Met aandrang maant Ignatius de Romeinse christenen aan niet voor hem ten beste te
gaan spreken bij de overheden: hij heeft zijn martelaarschap aanvaard en wil effectief
als martelaar voor Christus sterven, als een graankorrel, zo schrijft hij, die tot zuiver
meel vermalen wordt in de kaken van wilde dieren. Uit die brief komt ook de
dichterlijke passage waar ik al naar verwees: hij vergelijkt Christus met levend water,
een bron die in hem, die in ieder van ons, opborrelt en aanspoort naar de Vader te
gaan.
Wanneer de kleine karavaan in de haven van Troas neerstrijkt, in de buurt van het
antieke Troje, vanwaar ze de oversteek zullen wagen naar Kavala in Griekenland,
vertrekken er weer een paar brieven: naar Philadelphia en naar Smyrna, de stad waar
hij enige tijd had verbleven. Collega-bisschop Polycarpus, die hem er welkom had
geheten, krijgt een persoonlijk schrijven met allerlei raadgevingen. Of Ignatius ook
effectief te Rome is aangekomen en er de marteldood stierf, is niet met absolute
zekerheid geweten, maar wordt wel algemeen aangenomen. Toen Ignatius stierf, was
de apostel Johannes, die vermoedelijk in Ephese had gewoond, nog maar enkele jaren
dood. Velen nemen aan, al kan niet worden bewezen, dat Ignatius, zoals dat met zijn
vriend Polycarpus het geval was, de apostel nog persoonlijk heeft gekend.
De zeven brieven van Ignatius werden onlangs door Vincent Hunink opnieuw in het
Nederlands vertaald en becommentarieerd onder de titel ‘Graan van God’, verwijzend
naar het beeld dat hij in de Romeinenbrief gebruikt (Utrecht: Uitgeverij Kok, 2012).
We hebben er dankbaar gebruik gemaakt. Ze bevatten een schat aan gegevens in
verband met het leven van de Kerk in de periode onmiddellijk na de apostelen.

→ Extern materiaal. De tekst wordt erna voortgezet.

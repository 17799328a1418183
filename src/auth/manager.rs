use chrono::{DateTime, Duration, Utc};
use futures::future::{self, BoxFuture, Either, FutureExt, Ready, Shared};
use std::future::Future;
use std::sync::{Arc, Mutex, MutexGuard, PoisonError, Weak};

use crate::error::{AuthError, Result, TransportError};
use crate::http_client::{RequestSpec, RequestTransport, TransportResponse};

use super::expiry::{ExpiryExtractor, JwtExpiry};
use super::refresh::RefreshTransport;
use super::store::{CredentialStore, MemoryStore};
use super::types::{CredentialPair, TokenInfo, TokenKind, TokenStatus};

type RefreshOutcome = std::result::Result<String, AuthError>;
type SharedRefresh = Shared<BoxFuture<'static, RefreshOutcome>>;

/// Outcome bound at call time: either already known, or the in-flight refresh
type PendingRefresh = Either<Ready<RefreshOutcome>, SharedRefresh>;

/// Refresh currently being driven; every caller that finds it attaches to `handle`
struct InFlight {
    id: u64,
    handle: SharedRefresh,
}

struct SessionState {
    pair: CredentialPair,
    /// Bumped whenever the session is replaced or cleared.
    /// A refresh only applies its result if this is unchanged.
    generation: u64,
    in_flight: Option<InFlight>,
    next_refresh_id: u64,
}

struct Inner {
    state: Mutex<SessionState>,
    /// Serializes store writes, which happen outside `state`
    persist_lock: Mutex<()>,
    refresher: Arc<dyn RefreshTransport>,
    requester: Arc<dyn RequestTransport>,
    expiry: Arc<dyn ExpiryExtractor>,
    store: Arc<dyn CredentialStore>,
}

/// Credential refresh coordinator
///
/// Holds the access/refresh token pair and guarantees that at most one
/// refresh call is outstanding at a time. Concurrent callers that need a
/// refresh attach to the one already running and all observe its outcome.
///
/// Cloning is cheap and every clone shares the same session.
#[derive(Clone)]
pub struct CredentialRefreshCoordinator {
    inner: Arc<Inner>,
}

/// Builder for [`CredentialRefreshCoordinator`]
pub struct CoordinatorBuilder {
    refresher: Arc<dyn RefreshTransport>,
    requester: Arc<dyn RequestTransport>,
    expiry: Arc<dyn ExpiryExtractor>,
    store: Option<Arc<dyn CredentialStore>>,
}

impl CoordinatorBuilder {
    /// Token expiry decoder (defaults to [`JwtExpiry`])
    pub fn expiry(mut self, expiry: Arc<dyn ExpiryExtractor>) -> Self {
        self.expiry = expiry;
        self
    }

    /// Persistence collaborator (defaults to an in-memory store)
    pub fn store(mut self, store: Arc<dyn CredentialStore>) -> Self {
        self.store = Some(store);
        self
    }

    pub fn build(self) -> CredentialRefreshCoordinator {
        CredentialRefreshCoordinator {
            inner: Arc::new(Inner {
                state: Mutex::new(SessionState {
                    pair: CredentialPair::empty(),
                    generation: 0,
                    in_flight: None,
                    next_refresh_id: 0,
                }),
                persist_lock: Mutex::new(()),
                refresher: self.refresher,
                requester: self.requester,
                expiry: self.expiry,
                store: self.store.unwrap_or_else(|| Arc::new(MemoryStore::new())),
            }),
        }
    }
}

Ze
laten ons zien hoe de gemeenschappen werden bestuurd, hoe men dacht over
onderwerpen als de eucharistie, de betekenis van Christus’ kruisoffer, de Drieeenheid, de opstanding uit de dood, het eeuwig leven in Christus en dergelijke meer.
Ignatius is ook de eerste die Christus’ kerk ‘katholiek’ noemt.
Maar bovenal komt hij naar voren als een nederig en fijngevoelig, positief ingesteld
man, met een enorme spirituele kracht, die anderen steunt en troost en zijn eigen dood
sereen tegemoet treedt: een leider, met andere woorden, een échte leider, een herder
naar het inzicht van paus Franciscus, een apostel naar het hart van Christus.